In the coming weeks, Athens city employees may see changes in the rules for taking bereavement, family and medical leave.
Human Resources Director Sharon Seay briefed City Council members on the proposed changes during a premeeting work session Monday night. Council members agreed to review the proposed changes and, possibly, vote on the two policies at the April 14 meeting.
Since taking office, Mayor Ronnie Marks has been trying to update the city’s personnel policies, such as no longer allowing employees to amass years worth of leave and cash it out at retirement. Earlier this month, the council unanimously approved the mayor’s request to improve the pay scales for police and fire employees.
During the work session, Seay proposed changing the bereavement leave policy from not more than 40 hours per calendar year to up to 24 hours leave, which shall be applied to the next 24 hours of scheduled work. The bereavement period would start with the first scheduled work day after the death of an immediate family member. (The current policy considers immediate family members to be the employee’s spouse, children, parents, sister, brother, grandparents, grandchildren, mother-in-law, father-in-law, son-in-law and daughter-in-law.)

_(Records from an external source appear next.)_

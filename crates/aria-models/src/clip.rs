//! Clip records returned by the generation proxy.

use serde::{Deserialize, Serialize};
use serde_json::{Map, Value};

/// One unit of requested generation work, identified by an opaque id.
///
/// The proxy returns clip records as raw JSON objects; fields not modeled
/// here are kept in `extra` so a status snapshot is a faithful passthrough
/// of whatever the endpoint returned.
#[derive(Debug, Clone, Serialize, Deserialize)]
pub struct Clip {
    /// Opaque clip identifier
    pub id: String,
    /// Display title
    #[serde(default)]
    pub title: String,
    /// Current generation status
    #[serde(default)]
    pub status: ClipStatus,
    /// Audio output location, present once generation has produced audio
    #[serde(default, skip_serializing_if = "Option::is_none")]
    pub audio_url: Option<String>,
    /// Video output location, present once complete
    #[serde(default, skip_serializing_if = "Option::is_none")]
    pub video_url: Option<String>,
    /// All other per-clip fields, carried through untouched
    #[serde(flatten)]
    pub extra: Map<String, Value>,
}

/// Generation status vocabulary.
///
/// Only `Complete` and `Error` are terminal; any string the proxy returns
/// that is not a known status deserializes to `Unknown` and counts as
/// still in progress.
#[derive(Debug, Clone, Copy, PartialEq, Eq, Hash, Serialize, Deserialize, Default)]
#[serde(rename_all = "snake_case")]
pub enum ClipStatus {
    /// Accepted by the upstream service, not yet queued
    #[default]
    Submitted,
    /// Waiting for generation capacity
    Queued,
    /// Audio is being generated (partial output may already stream)
    Streaming,
    /// Generation finished successfully
    Complete,
    /// Generation failed
    Error,
    /// Any status string this client does not recognize
    #[serde(other)]
    Unknown,
}

impl ClipStatus {
    pub fn as_str(&self) -> &'static str {
        match self {
            ClipStatus::Submitted => "submitted",
            ClipStatus::Queued => "queued",
            ClipStatus::Streaming => "streaming",
            ClipStatus::Complete => "complete",
            ClipStatus::Error => "error",
            ClipStatus::Unknown => "unknown",
        }
    }

    /// Check if this is a terminal state (no further transition expected).
    pub fn is_terminal(&self) -> bool {
        matches!(self, ClipStatus::Complete | ClipStatus::Error)
    }
}

impl std::fmt::Display for ClipStatus {
    fn fmt(&self, f: &mut std::fmt::Formatter<'_>) -> std::fmt::Result {
        write!(f, "{}", self.as_str())
    }
}

impl Clip {
    /// Check if the clip has reached a terminal state.
    pub fn is_terminal(&self) -> bool {
        self.status.is_terminal()
    }
}

#[cfg(test)]
mod tests {
    use super::*;

    #[test]
    fn test_status_terminal_classification() {
        assert!(ClipStatus::Complete.is_terminal());
        assert!(ClipStatus::Error.is_terminal());
        assert!(!ClipStatus::Submitted.is_terminal());
        assert!(!ClipStatus::Queued.is_terminal());
        assert!(!ClipStatus::Streaming.is_terminal());
        assert!(!ClipStatus::Unknown.is_terminal());
    }

    #[test]
    fn test_unrecognized_status_maps_to_unknown() {
        let clip: Clip = serde_json::from_value(serde_json::json!({
            "id": "c1",
            "title": "Test",
            "status": "moderation_pending"
        }))
        .unwrap();
        assert_eq!(clip.status, ClipStatus::Unknown);
        assert!(!clip.is_terminal());
    }

    #[test]
    fn test_clip_passthrough_preserves_extra_fields() {
        let raw = serde_json::json!({
            "id": "c1",
            "title": "Snow Song",
            "status": "complete",
            "audio_url": "https://cdn.example.com/c1.mp3",
            "video_url": "https://cdn.example.com/c1.mp4",
            "model_name": "chirp-v5",
            "tags": "children's music, waltz",
            "duration": 187.4
        });
        let clip: Clip = serde_json::from_value(raw.clone()).unwrap();
        assert_eq!(clip.status, ClipStatus::Complete);
        assert_eq!(clip.extra["model_name"], "chirp-v5");
        assert_eq!(clip.extra["duration"], 187.4);

        // Round-trips back with the unmodeled fields intact.
        let back = serde_json::to_value(&clip).unwrap();
        assert_eq!(back["tags"], raw["tags"]);
        assert_eq!(back["audio_url"], raw["audio_url"]);
    }

    #[test]
    fn test_clip_missing_optional_fields() {
        let clip: Clip = serde_json::from_value(serde_json::json!({
            "id": "c2",
            "status": "streaming"
        }))
        .unwrap();
        assert_eq!(clip.title, "");
        assert!(clip.audio_url.is_none());
        assert!(clip.video_url.is_none());
    }
}
fn eval(expr: &Expr) -> Result<Value, ConditionError> {
    match expr {
        Expr::Literal(v) => Ok(v.clone()),
        Expr::Unary { op, expr } => {
            let value = eval(expr)?;
            match op {
                UnaryOp::Not => Ok(Value::Bool(!is_truthy(&value))),
                UnaryOp::Neg => {
                    let number = to_number(&value).ok_or_else(|| {
                        ConditionError::Evaluation(format!(
                            "cannot negate non-number value: {value}"
                        ))
                    })?;
                    Ok(Number::from_f64(-number)
                        .map(Value::Number)
                        .unwrap_or(Value::Null))
                }
            }
        }
        Expr::Binary { left, op, right } => {
            let left = eval(left)?;
            let right = eval(right)?;
            eval_binary(left, *op, right)
        }
    }
}

fn eval_binary(left: Value, op: BinaryOp, right: Value) -> Result<Value, ConditionError> {
    match op {
        BinaryOp::Or => Ok(Value::Bool(is_truthy(&left) || is_truthy(&right))),
        BinaryOp::And => Ok(Value::Bool(is_truthy(&left) && is_truthy(&right))),
        BinaryOp::Eq => Ok(Value::Bool(left == right)),
        BinaryOp::Neq => Ok(Value::Bool(left != right)),
        BinaryOp::Gt | BinaryOp::Gte | BinaryOp::Lt | BinaryOp::Lte => {
            compare_values(&left, &right, op)
        }
    }
}

fn compare_values(left: &Value, right: &Value, op: BinaryOp) -> Result<Value, ConditionError> {
    if let (Some(a), Some(b)) = (to_number(left), to_number(right)) {
        let result = match op {
            BinaryOp::Gt => a > b,
            BinaryOp::Gte => a >= b,
            BinaryOp::Lt => a < b,
            BinaryOp::Lte => a <= b,
            _ => false,
        };
        return Ok(Value::Bool(result));
    }

    if let (Value::String(a), Value::String(b)) = (left, right) {
        let result = match op {
            BinaryOp::Gt => a > b,
            BinaryOp::Gte => a >= b,
            BinaryOp::Lt => a < b,
            BinaryOp::Lte => a <= b,
            _ => false,
        };
        return Ok(Value::Bool(result));
    }

    Err(ConditionError::Evaluation(format!(
        "cannot compare {left} and {right}"
    )))
}

fn to_number(value: &Value) -> Option<f64> {
    match value {
        Value::Number(v) => v.as_f64(),
        Value::Bool(v) => Some(if *v { 1.0 } else { 0.0 }),
        _ => None,
    }
}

Seay proposed that the qualifying period of bereavement leave should begin from the date and time of death rather than the day of the death and extend through the day of the funeral. She also proposed that the city clarify a rule requiring employees who need additional bereavement time to first take other types of paid vacation leave. Seay suggested eliminating the work “vacation” so the policy would require employees to take other types of paid leave.
During discussion over who is considered an immediate family member, District 4 Councilman Joseph Cannon asked that the mayor be given the authority to determine who qualifies as an immediate family member.
“I would like to put something in the policy that leaves this to the discretion of the mayor because each situation may be different,” Cannon said, noting that in some cases a person’s stepparent acts as his or her parent.